NASREDDİN HOCA HİKÂYELERİ 3

NASREDDİN HOCA HİKÂYELERİNDEN ALINABİLECEK DERSLER 3

 

Nasreddin Hoca’nın Türk Dünyasının hemen her bölgesinde tanındığını gösteren bir hikâye şöyledir.

 HİKÂYE: EŞEĞE OKUMASINI ÖĞRETME

Bu hikâyenin Türkiye’de anlatılış şekli aşağıdadır:

Hoca, Emir Timur’u ziyaret ettiği günlerden birinde, konu eşekten açılınca, eşeğini biraz fazla övmüş.

Timur:

-Atıyorsun Hoca demiş.

Hoca, ne yapsın bir kere söylemiş bulunmuş, sözlerinde ısrar ederek:

-İstesem ona okumasını bile öğretirim deyivermiş.

Emir Timur da hemen

-Sana tam üç ay müsaade, öğret de görelim demiş.

Hoca bakmış ki durum ciddi, başlamış eşeğe eğitim vermeye. Önüne büyük bir kitap koymuş. Kitabın sayfalarının içerisine az az yem koymuş. Eşeğe, yemi yiyince diliyle sayfayı çevirmesini öğretmiş. Eşek sayfayı çevirdikçe açılan sayfadaki yemi yiyor, sonra yeniden yem bulabilmek için diliyle sayfayı çeviriyormuş.
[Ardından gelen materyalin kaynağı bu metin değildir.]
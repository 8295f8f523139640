//! `POST /auth/nonce`, `POST /auth/verify` (spec §4.1 auth state, §6).

use actix_web::{post, web, HttpResponse};
use chrono::Utc;
use serde::{Deserialize, Serialize};
use std::str::FromStr;
use voicepay_types::UserAddress;

use crate::auth_token::mint_token;
use crate::error::ApiError;
use crate::metrics;
use crate::state::AppState;

#[derive(Deserialize)]
pub struct NonceRequest {
    pub address: String,
}

#[derive(Serialize)]
pub struct NonceResponse {
    pub nonce: String,
}

#[post("/auth/nonce")]
pub async fn issue_nonce(
    state: web::Data<AppState>,
    body: web::Json<NonceRequest>,
) -> Result<HttpResponse, ApiError> {
    let address = UserAddress::from_str(&body.address)
        .map_err(|e| ApiError(voicepay_types::VoicePayError::Validation(e.to_string())))?;
    let shard = state.shards.get_or_open(address)?;
    let nonce = shard.issue_nonce()?;
    Ok(HttpResponse::Ok().json(NonceResponse { nonce }))
}

#[derive(Deserialize)]
pub struct VerifyRequest {
    pub address: String,
    pub signature: String,
}

#[derive(Serialize)]
pub struct VerifyResponse {
    pub token: String,
    pub address: String,
}

#[post("/auth/verify")]
pub async fn verify(
    state: web::Data<AppState>,
    body: web::Json<VerifyRequest>,
) -> Result<HttpResponse, ApiError> {
    let address = UserAddress::from_str(&body.address)
        .map_err(|e| ApiError(voicepay_types::VoicePayError::Validation(e.to_string())))?;
    let shard = state.shards.get_or_open(address.clone())?;

    let recovered = match shard.verify_signature(&body.signature) {
        Ok(a) => a,
        Err(e) => {
            metrics::AUTH_REQUESTS.with_label_values(&["rejected"]).inc();
            return Err(e.into());
        }
    };

    if recovered != address {
        metrics::AUTH_REQUESTS.with_label_values(&["rejected"]).inc();
        return Err(ApiError(voicepay_types::VoicePayError::Unauthorized));
    }

    let issued_at_ms = Utc::now().timestamp_millis();
    let token = mint_token(&state.config.jwt_secret, &address, issued_at_ms);
    metrics::AUTH_REQUESTS.with_label_values(&["accepted"]).inc();

    Ok(HttpResponse::Ok().json(VerifyResponse {
        token,
        address: address.as_str().to_string(),
    }))
}
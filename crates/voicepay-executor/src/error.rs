use actix_web::{HttpResponse, ResponseError};
use thiserror::Error;

/// Errors the Executor Bridge's HTTP handler can surface (spec §4.4, §7).
#[derive(Debug, Error)]
pub enum ExecutorError {
    #[error("validation error: {0}")]
    Validation(String),

    #[error("forbidden: {0}")]
    Forbidden(String),

    #[error("timeout: {0}")]
    Timeout(String),

    #[error("chain revert: {0}")]
    ChainRevert(String),

    #[error("rpc unavailable: {0}")]
    RpcUnavailable(String),

    #[error("internal error: {0}")]
    Internal(String),
}

impl From<voicepay_shard::ShardError> for ExecutorError {
    fn from(err: voicepay_shard::ShardError) -> Self {
        ExecutorError::Internal(err.to_string())
    }
}

impl ResponseError for ExecutorError {
    fn error_response(&self) -> HttpResponse {
        match self {
            ExecutorError::Validation(msg) => HttpResponse::BadRequest().json(serde_json::json!({
                "ok": false,
                "error": msg,
                "code": "validation",
            })),
            ExecutorError::Forbidden(msg) => HttpResponse::Forbidden().json(serde_json::json!({
                "ok": false,
                "error": msg,
                "code": "forbidden",
            })),
            ExecutorError::Timeout(msg) => HttpResponse::GatewayTimeout().json(serde_json::json!({
                "ok": false,
                "error": msg,
                "code": "timeout",
            })),
            ExecutorError::ChainRevert(msg) => HttpResponse::BadGateway().json(serde_json::json!({
                "ok": false,
                "error": msg,
                "code": "chain_revert",
            })),
            ExecutorError::RpcUnavailable(msg) => HttpResponse::ServiceUnavailable().json(serde_json::json!({
                "ok": false,
                "error": msg,
                "code": "rpc_unavailable",
            })),
            ExecutorError::Internal(msg) => {
                tracing::error!(error = %msg, "internal error");
                HttpResponse::InternalServerError().json(serde_json::json!({
                    "ok": false,
                    "error": "internal error",
                    "code": "internal",
                }))
            }
        }
    }
}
Üç ayın dolmasına üç gün kala Hoca, eşeğe yem vermeyi kesmiş. Üç ay dolunca Hoca’yı ve eşeğini Timur’un huzuruna götürmüşler. Eşeğin önüne bir kitap konulmuş. Eşek, yem bulabilmek umuduyla sayfaları diliyle çevirmeye başlamış. Kitabın sayfaları bitince, kafasını kaldırmış ve Hoca’ya doğru bakarak anırmaya başlamış.

-Timur, Ee, hani diye sormuş.

Hoca:

– Eşeğin okuması bu kadar olur demiş.

Yorum kısmına geçmeden önce, konuyla ilgili olduğu için aktarmak istediğim bir hatıram var. 1992 yılının Şubat ayında bir gurup arkadaşla birlikte yeni kurulan Türk Devletlerini ziyarete gitmiştik. Özbekistan’ın Semerkant şehrinde iki katlı bir otelde kalmıştık. Sabah otelin bahçesine çıktığımda bir de ne göreyim. Bahçenin bir tarafında bir havuz var, havuzun kenarında da, Nasreddin Efendi’nin eşeğe okumasını öğretmesinin temsili olarak, kendisinin ve eşeğinin heykeli ile ikisinin önünde de bir kitap heykeli duruyor.

Semerkant, Emir Timur’un ikinci başkentiydi (birincisi, bugün Afganistan sınırında kalan Herat şehridir.) Nasreddin Hoca ile ilgili yazılarımın ilkinde bahsettiğim gibi, Timur, Anadolu’ya 1402 yılında geldiğinde, Hoca çoktan vefat etmişti (vefatı, 1284).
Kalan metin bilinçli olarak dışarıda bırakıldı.